Conservative leader Erin O’Toole paid a virtual visit to the Delta Chamber of Commerce on Friday afternoon in advance of the release of today’s (April 19) Federal Budget.
O’Toole has been Leader of the Official Opposition of Canada and the leader of the Conservative Party of Canada since Aug. 24, 2020.
During the 50-minute session, led by Chamber executive director Garry Shearer, O’Toole outlined his parties’ platform as well, touched on the government response of the COVID-19 pandemic, the proposed George Massey Tunnel replacement, T2 port expansion and small business recovery.
“We are all frustrated to see Canada fall well behind the U.S., U.K and much of the developed world in the vaccine deployment,” said O’Toole. “Canada used to be a leader…100 years ago we gave insulin to the world and now we are depending on others and we are lagging. Canada deserves better. We need to see the return of Canadian optimism, Canadian ingenuity, and self-sufficiency, but most of all, we need to see the return of Canadian leadership.”
On the Massey Tunnel replacement, O’Toole said this project is a great example of a need for partnerships.
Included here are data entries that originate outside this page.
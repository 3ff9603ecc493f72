//! The Retrieval Orchestrator: Intent ∥ Search → Rerank → Compress? →
//! Answer (§4.12).

use crate::answer::AnswerGenerator;
use crate::compressor::Compressor;
use crate::intent::IntentClassifier;
use crate::reranker::Reranker;
use crate::search::Search;
use ragforge_config::{DeadlinesConfig, RetrievalConfig};
use ragforge_core::{Answer, Result, StageReport, StageReports};
use ragforge_gateway::RateLimiter;
use ragforge_store::SearchHit;
use std::sync::Arc;
use std::time::{Duration, Instant};
use tracing::{info, warn};

/// Request shape mirroring §6's `POST /v1/retrieve` body.
#[derive(Debug, Clone)]
pub struct RetrieveRequest {
    pub query: String,
    pub collection_name: String,
    pub tenant_id: Option<String>,
    pub search_top_k: Option<usize>,
    pub rerank_top_k: Option<usize>,
    pub max_context_chunks: Option<usize>,
    pub enable_reranking: Option<bool>,
    pub enable_compression: Option<bool>,
    pub compression_ratio: Option<f32>,
    pub score_threshold: Option<f32>,
    pub model: Option<String>,
    pub temperature: Option<f32>,
    pub enable_citations: Option<bool>,
    pub use_metadata_boost: Option<bool>,
    pub embedding_model: Option<String>,
}

/// `{answer, citations, contextChunks, stages, totalMs, counts per stage}`.
#[derive(Debug, Clone)]
pub struct RetrieveReport {
    pub answer: Answer,
    pub context_chunks: Vec<SearchHit>,
    pub stages: StageReports,
    pub total_time_ms: u64,
    pub search_results_count: usize,
    pub reranked_count: usize,
    pub compressed_count: usize,
    pub context_count: usize,
}

pub struct RetrievalOrchestrator {
    intent: Arc<IntentClassifier>,
    search: Arc<Search>,
    reranker: Arc<Reranker>,
    compressor: Arc<Compressor>,
    answer: Arc<AnswerGenerator>,
    config: RetrievalConfig,
    deadlines: DeadlinesConfig,
    /// Concurrent full-retrieval cap (§5: default 20).
    limiter: RateLimiter,
}

impl std::fmt::Debug for RetrievalOrchestrator {
    fn fmt(&self, f: &mut std::fmt::Formatter<'_>) -> std::fmt::Result {
        f.debug_struct("RetrievalOrchestrator").finish_non_exhaustive()
    }
}

impl RetrievalOrchestrator {
    #[must_use]
    pub fn new(
        intent: Arc<IntentClassifier>,
        search: Arc<Search>,
        reranker: Arc<Reranker>,
        compressor: Arc<Compressor>,
        answer: Arc<AnswerGenerator>,
        config: RetrievalConfig,
        deadlines: DeadlinesConfig,
    ) -> Self {
        let limiter = RateLimiter::new("retrieval.concurrent", config.max_concurrent_retrievals);
        Self { intent, search, reranker, compressor, answer, config, deadlines, limiter }
    }

    /// Run the full retrieval flow (§4.12 steps 1-6).
    ///
    /// # Errors
    ///
    /// Returns an error if Search or Answer fail (fatal per §7), or if
    /// the concurrent-retrieval budget is exhausted past the request
    /// deadline.
    pub async fn retrieve(&self, request: RetrieveRequest) -> Result<RetrieveReport> {
        let overall_deadline = Duration::from_millis(self.deadlines.full_retrieval_ms);
        let (_permit, _wait) = self
            .limiter
            .acquire_timed(overall_deadline)
            .await
            .map_err(|()| ragforge_core::RagError::GatewayBusy)?;

        let start = Instant::now();
        let mut stages = StageReports::new();

        let search_top_k = request.search_top_k.unwrap_or(self.config.search_top_k);
        let rerank_top_k = request.rerank_top_k.unwrap_or(self.config.rerank_top_k);
        let max_context_chunks = request.max_context_chunks.unwrap_or(self.config.max_context_chunks);
        let enable_reranking = request.enable_reranking.unwrap_or(self.config.enable_reranking);
        let enable_compression = request.enable_compression.unwrap_or(self.config.enable_compression);
        let compression_ratio = request.compression_ratio.unwrap_or(self.config.compression_ratio);
        let score_threshold = request.score_threshold.unwrap_or(self.config.score_threshold);
        let enable_citations = request.enable_citations.unwrap_or(self.config.enable_citations);
        let use_metadata_boost = request.use_metadata_boost.unwrap_or(self.config.use_metadata_boost);
        let temperature = request.temperature.unwrap_or(self.config.temperature);

        // Step 1: Intent runs concurrently with Stage 1 (Search); both
        // share the request deadline. Intent is best-effort (§4.12 step 1).
        let intent_future = self.intent.classify(&request.query, overall_deadline);
        let search_future = self.search.search(
            &request.query,
            &request.collection_name,
            request.tenant_id.as_deref(),
            search_top_k,
            use_metadata_boost,
            request.embedding_model.as_deref(),
            overall_deadline,
        );

        let intent_start = Instant::now();
        let search_start = Instant::now();
        let (intent, search_result) = tokio::join!(intent_future, search_future);
        let intent_elapsed = intent_start.elapsed();

        let search_hits = match search_result {
            Ok(hits) => hits,
            Err(err) => {
                stages.insert("search".to_string(), StageReport::failed(search_start.elapsed().as_millis() as u64));
                warn!(error = %err, "search failed, aborting retrieval");
                return Err(err);
            }
        };
        let search_results_count = search_hits.len();
        stages.insert(
            "search".to_string(),
            StageReport::ok(search_start.elapsed().as_millis() as u64)
                .with_metadata("count".to_string(), search_results_count.into()),
        );
        stages.insert(
            "intent".to_string(),
            StageReport::ok(intent_elapsed.as_millis() as u64)
                .with_metadata("intent".to_string(), intent.label.as_str().into())
                .with_metadata("confidence".to_string(), serde_json::json!(intent.confidence)),
        );

        // Step 2 (Rerank): reduce to rerank_top_k (§4.12 step 3). Degraded
        // on failure, never fatal.
        let rerank_start = Instant::now();
        let (reranked, rerank_success) = if enable_reranking {
            let candidates: Vec<SearchHit> =
                search_hits.into_iter().take(self.config.reranker_max_candidates).collect();
            self.reranker.rerank(&request.query, candidates, rerank_top_k, overall_deadline).await
        } else {
            let mut hits = search_hits;
            hits.truncate(rerank_top_k);
            (hits, true)
        };
        let reranked_count = reranked.len();
        stages.insert(
            "reranking".to_string(),
            if !enable_reranking {
                StageReport::skipped()
            } else if rerank_success {
                StageReport::ok(rerank_start.elapsed().as_millis() as u64)
            } else {
                StageReport::failed(rerank_start.elapsed().as_millis() as u64)
            },
        );

        // Step 3 (Compress, default off): degraded on failure, never fatal.
        let compress_start = Instant::now();
        let compress_deadline = Duration::from_millis(self.deadlines.compressor_call_ms);
        let (compressed, compressed_count) = if enable_compression {
            let (compressed, success) = self
                .compressor
                .compress(&request.query, reranked, compression_ratio, score_threshold, compress_deadline)
                .await;
            let count = compressed.len();
            stages.insert(
                "compression".to_string(),
                if success {
                    StageReport::ok(compress_start.elapsed().as_millis() as u64)
                } else {
                    StageReport::failed(compress_start.elapsed().as_millis() as u64)
                },
            );
            (compressed, count)
        } else {
            stages.insert("compression".to_string(), StageReport::skipped());
            let count = reranked.len();
            (reranked, count)
        };

        // Step 4 (Answer): at most max_context_chunks from the stage-3
        // output (§4.12 step 5).
        let context_chunks: Vec<SearchHit> = compressed.into_iter().take(max_context_chunks).collect();
        let context_count = context_chunks.len();

        let answer_start = Instant::now();
        let answer_deadline = Duration::from_millis(self.deadlines.answer_call_ms);
        let answer_result = self
            .answer
            .generate(
                &request.query,
                &intent,
                &context_chunks,
                request.model.as_deref(),
                temperature,
                enable_citations,
                answer_deadline,
            )
            .await;

        let answer = match answer_result {
            Ok(answer) => {
                stages.insert("answer".to_string(), StageReport::ok(answer_start.elapsed().as_millis() as u64));
                answer
            }
            Err(err) => {
                stages.insert("answer".to_string(), StageReport::failed(answer_start.elapsed().as_millis() as u64));
                warn!(error = %err, "answer generation failed, aborting retrieval");
                return Err(err);
            }
        };

        info!(
            collection = request.collection_name,
            intent = intent.label.as_str(),
            context_count,
            "retrieval completed"
        );

        Ok(RetrieveReport {
            answer,
            context_chunks,
            stages,
            total_time_ms: start.elapsed().as_millis() as u64,
            search_results_count,
            reranked_count,
            compressed_count,
            context_count,
        })
    }
}

#[cfg(test)]
mod tests {
    use super::*;

    #[test]
    fn retrieve_request_defaults_are_overridable() {
        let request = RetrieveRequest {
            query: "q".to_string(),
            collection_name: "c".to_string(),
            tenant_id: None,
            search_top_k: Some(5),
            rerank_top_k: None,
            max_context_chunks: None,
            enable_reranking: Some(false),
            enable_compression: None,
            compression_ratio: None,
            score_threshold: None,
            model: None,
            temperature: None,
            enable_citations: None,
            use_metadata_boost: None,
            embedding_model: None,
        };
        assert_eq!(request.search_top_k, Some(5));
        assert_eq!(request.enable_reranking, Some(false));
    }
}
“Any of these key infrastructure projects will have a municipal lead, but will require provincial and federal participation if you are talking about a bridge or a long-term major regional piece of transportation infrastructure,” he said. “Mr. Trudeau is behind in two respects. One, he always has an Ottawa knows best approach. I doubt they have called Delta and asked Delta council what they think, because Ottawa knows best with Mr. Trudeau. The other area they have been lagging on is they have only announced half of what their infrastructure spending is. In our case, when we were in government, we had partnerships for shovel ready projects and that will be our approach. What is the top priority in this region to make sure there are solutions and make sure the federal government is a partner and not a top down preacher.”
On port expansion in Delta, O’Toole said the port of Delta is an important part of our Asia-Pacific strategy.
“We need to grow more markets in the Pacific and diversify our Pacific gateway strategy and Delta Port is an important part of that,” he said. “This is another area of federal partnerships. Ports have that federal component and have the multiplier effect for the entire national economy, so there are jobs for families in Delta, but also reaching export markets far from Delta. There is national interest that is there for a critical piece of trade infrastructure. I believe the federal government has a meaningful role to be a partner in having the most world-class, environmental and wildlife mitigation strategies as possible.“I think we can, whenever possible, mitigate concerns with respect to environmental and ecological impacts of an expansion, but we cannot be satisfied with what was done in the past. We have to strive to have the best policies in the world, but we also have to say these pieces of economic infrastructure are critical to our countries’ prosperity.”